Helping my family

I am dyiid of cancer and have not told my parents yet, I know my mum will never have another happy thought when she finds out. How do I help them.

  • Hello Jean-L and so sorry you are carrying this burden on your own.  Please do tell your mum; this will be painful but not as much as she would feel if you did not tell her; there has to come a point where you can no longer pretend all is well.  I am afraid it is unavoidable and you are also depriving yourself of loving family care.  How would you feel if it was the other way round and your mum hid some important information away from you?  I do understand that it is sometimes just too difficult and awful to tell your nearest and dearest but really it is unavoidable and the sooner the better.  Please also keep posting here if you find it helpful - there are people who will listen and reply if you would like to do this.  I have attached a link that you might find useful.  Annie

    .www.cancerresearchuk.org/.../dying-with-cancer

  • So sorry to see your post Jean-L, I really hope you are not still carrying this knowledge alone.

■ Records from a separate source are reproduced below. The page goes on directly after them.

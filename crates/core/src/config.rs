//! Configuration for the cache simulator.
//!
//! This module defines the three-parameter cache geometry used throughout
//! the simulator:
//! 1. **Set-index bits (s):** the cache holds `S = 2^s` sets.
//! 2. **Associativity (E):** each set holds exactly E lines.
//! 3. **Block-offset bits (b):** each line caches a `B = 2^b` byte block.
//!
//! Configuration is supplied via CLI flags or deserialized from JSON; use
//! `CacheConfig::default()` for a small direct-mapped cache.

use serde::Deserialize;

use crate::error::ConfigError;

/// Default geometry when not explicitly overridden.
mod defaults {
    /// Default set-index bits (16 sets).
    pub const SET_BITS: u32 = 4;

    /// Default associativity (direct-mapped).
    pub const WAYS: usize = 1;

    /// Default block-offset bits (16-byte blocks).
    pub const BLOCK_BITS: u32 = 4;
}

/// Cache geometry configuration.
///
/// # Examples
///
/// Creating a default configuration:
///
/// ```
/// use csim_core::config::CacheConfig;
///
/// let config = CacheConfig::default();
/// assert_eq!(config.num_sets(), 16);
/// assert_eq!(config.block_bytes(), 16);
/// ```
///
/// Deserializing from JSON:
///
/// ```
/// use csim_core::config::CacheConfig;
///
/// let json = r#"{ "set_bits": 2, "ways": 4, "block_bits": 5 }"#;
/// let config: CacheConfig = serde_json::from_str(json).unwrap();
/// assert_eq!(config.num_sets(), 4);
/// assert_eq!(config.ways, 4);
/// assert_eq!(config.block_bytes(), 32);
/// assert!(config.validate().is_ok());
/// ```
#[derive(Debug, Clone, Copy, PartialEq, Eq, Deserialize)]
pub struct CacheConfig {
    /// Set-index bits (s); the cache holds `2^s` sets.
    #[serde(default = "CacheConfig::default_set_bits")]
    pub set_bits: u32,

    /// Associativity (E); lines per set.
    #[serde(default = "CacheConfig::default_ways")]
    pub ways: usize,

    /// Block-offset bits (b); each block spans `2^b` bytes.
    #[serde(default = "CacheConfig::default_block_bits")]
    pub block_bits: u32,
}

impl CacheConfig {
    /// Returns the default set-index bits.
    fn default_set_bits() -> u32 {
        defaults::SET_BITS
    }

    /// Returns the default associativity.
    fn default_ways() -> usize {
        defaults::WAYS
    }

    /// Returns the default block-offset bits.
    fn default_block_bits() -> u32 {
        defaults::BLOCK_BITS
    }

    /// Number of sets, `S = 2^s`.
    pub fn num_sets(&self) -> usize {
        1 << self.set_bits
    }

    /// Block size in bytes, `B = 2^b`.
    pub fn block_bytes(&self) -> u64 {
        1 << self.block_bits
    }

    /// Total line count, `S * E`.
    pub fn total_lines(&self) -> usize {
        self.num_sets() * self.ways
    }

    /// Checks the geometry before any storage is allocated.
    ///
    /// `s = 0` and `b = 0` are legal (a single set, one-byte blocks); only
    /// a zero associativity or a geometry whose derived set count or block
    /// size cannot be represented is rejected.
    ///
    /// # Errors
    ///
    /// [`ConfigError::ZeroWays`] when `ways == 0`, and
    /// [`ConfigError::GeometryTooLarge`] when `set_bits + block_bits`
    /// reach the 64-bit address width.
    pub fn validate(&self) -> Result<(), ConfigError> {
        if self.ways == 0 {
            return Err(ConfigError::ZeroWays);
        }
        if self.set_bits >= u64::BITS
            || self.block_bits >= u64::BITS
            || self.set_bits + self.block_bits >= u64::BITS
            || self.set_bits >= usize::BITS
        {
            return Err(ConfigError::GeometryTooLarge {
                set_bits: self.set_bits,
                block_bits: self.block_bits,
            });
        }
        Ok(())
    }
}

impl Default for CacheConfig {
    /// Creates a default configuration: 16 sets, direct-mapped,
    /// 16-byte blocks.
    fn default() -> Self {
        Self {
            set_bits: defaults::SET_BITS,
            ways: defaults::WAYS,
            block_bits: defaults::BLOCK_BITS,
        }
    }
}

    My advice would be identical to that of Annieliz.  I'm trying to put myself in the shoes of your parents and all I can think is that I would want to know.  If you were my daughter I would want the chance to ensure I made as much of the time I had left with you as possible, and I can only do that if I know.

    You may have told them already, I really hope you have so you are all now able to comfort and support each other.

    As Annieliz also said, please do post again if it will help you.